> [Brief]
Where the string "interior" appears in a line of the data, show that line.

▶

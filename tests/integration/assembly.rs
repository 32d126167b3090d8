//! Loop assembly integration tests
//!
//! Lengths follow `N·L − (N−1)·overlap` with `overlap = min(floor(sr·0.2), floor(L/2))`.

use crate::helpers::tolerances::*;
use crate::helpers::*;
use mindwave::prelude::*;
use proptest::prelude::*;

fn render(chunks: Vec<AudioChunk>, loop_count: u32, sample_rate: u32) -> (Vec<f32>, Vec<f32>) {
    ExportBuilder::new(chunks, sample_rate)
        .loop_count(loop_count)
        .render()
        .expect("render failed")
        .into_channels()
}

/// 3 × 0.1 s chunks at 44.1 kHz, three loops.
#[test]
fn test_three_loops_of_three_chunks() {
    let (left, right) = render(dc_chunks(3, 4410, 0.5, -0.5), 3, 44100);
    // L = 13230, overlap = min(8820, 6615) = 6615
    assert_eq!(left.len(), 26460);
    assert_eq!(right.len(), 26460);
}

/// A single loop is the concatenated input, apart from the edge fades.
#[test]
fn test_single_loop_matches_input() {
    let left_in = generate_sine(200.0, 44100.0, 13230);
    let right_in = generate_sine(210.0, 44100.0, 13230);
    let chunks = split_into_chunks(&left_in, &right_in, 4410);

    let (left, right) = render(chunks, 1, 44100);
    assert_eq!(left.len(), 13230);

    // edge fade = min(8800, 1323)
    let fade = 1323;
    assert_signals_equal(
        &left[fade..13230 - fade],
        &left_in[fade..13230 - fade],
        FLOAT_EPSILON,
        "left interior",
    );
    assert_signals_equal(
        &right[fade..13230 - fade],
        &right_in[fade..13230 - fade],
        FLOAT_EPSILON,
        "right interior",
    );
}

/// A loop shorter than the crossfade window overlaps by half itself.
#[test]
fn test_short_loop_overlaps_by_half() {
    let (left, _) = render(dc_chunks(1, 100, 0.3, 0.3), 2, 44100);
    assert_eq!(left.len(), 150);
}

/// Constant input stays constant across every seam.
#[test]
fn test_crossfade_weights_sum_to_one() {
    let (left, right) = render(dc_chunks(4, 1000, 0.5, -0.25), 3, 1000);
    // L = 4000, overlap = 200, total = 11600, edge fade = 1160
    assert_eq!(left.len(), 11600);
    let interior = 1160..11600 - 1160;

    for i in interior {
        assert!(
            (left[i] - 0.5).abs() <= FLOAT_EPSILON,
            "left dips to {} at {}",
            left[i],
            i
        );
        assert!(
            (right[i] + 0.25).abs() <= FLOAT_EPSILON,
            "right dips to {} at {}",
            right[i],
            i
        );
    }
}

#[test]
fn test_edges_are_silent() {
    let noise = generate_noise(8000, 7);
    let chunks = split_into_chunks(&noise, &noise, 800);
    let (left, right) = render(chunks, 5, 8000);

    for channel in [&left, &right] {
        assert_eq!(channel[0], 0.0);
        assert_eq!(channel[channel.len() - 1], 0.0);
        assert_is_silent(&channel[..1], SILENCE_THRESHOLD, "first frame");
    }
}

#[test]
fn test_fades_never_boost() {
    let (left, _) = render(dc_chunks(2, 500, 0.8, 0.8), 2, 1000);
    assert!(peak(&left) <= 0.8 + FLOAT_EPSILON);
    assert_not_silent(&left, 0.79, "faded master");
}

#[test]
fn test_invalid_requests_fail() {
    let empty: Vec<AudioChunk> = Vec::new();
    assert!(ExportBuilder::new(empty, 44100).render().is_err());
    assert!(ExportBuilder::new(dc_chunks(1, 10, 0.0, 0.0), 44100)
        .loop_count(0)
        .render()
        .is_err());
    assert!(ExportBuilder::new(dc_chunks(2, 0, 0.0, 0.0), 44100)
        .render()
        .is_err());
}

proptest! {
    #[test]
    fn prop_assembled_length(
        lengths in prop::collection::vec(0usize..400, 1..5),
        loop_count in 1u32..6,
        sample_rate in prop::sample::select(vec![100u32, 1000, 8000, 44100]),
    ) {
        let loop_len: usize = lengths.iter().sum();
        prop_assume!(loop_len > 0);

        let chunks: Vec<AudioChunk> = lengths
            .iter()
            .map(|&n| AudioChunk::mono(generate_dc(0.1, n)))
            .collect();
        let (left, right) = render(chunks, loop_count, sample_rate);

        let overlap = ((sample_rate as f64 * 0.2).floor() as usize).min(loop_len / 2);
        let n = loop_count as usize;
        let expected = n * loop_len - (n - 1) * overlap;
        prop_assert_eq!(left.len(), expected);
        prop_assert_eq!(right.len(), expected);
    }
}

◀

> [Answer]
        "left interior",
        "right interior",
    let interior = 1160..11600 - 1160;
    for i in interior {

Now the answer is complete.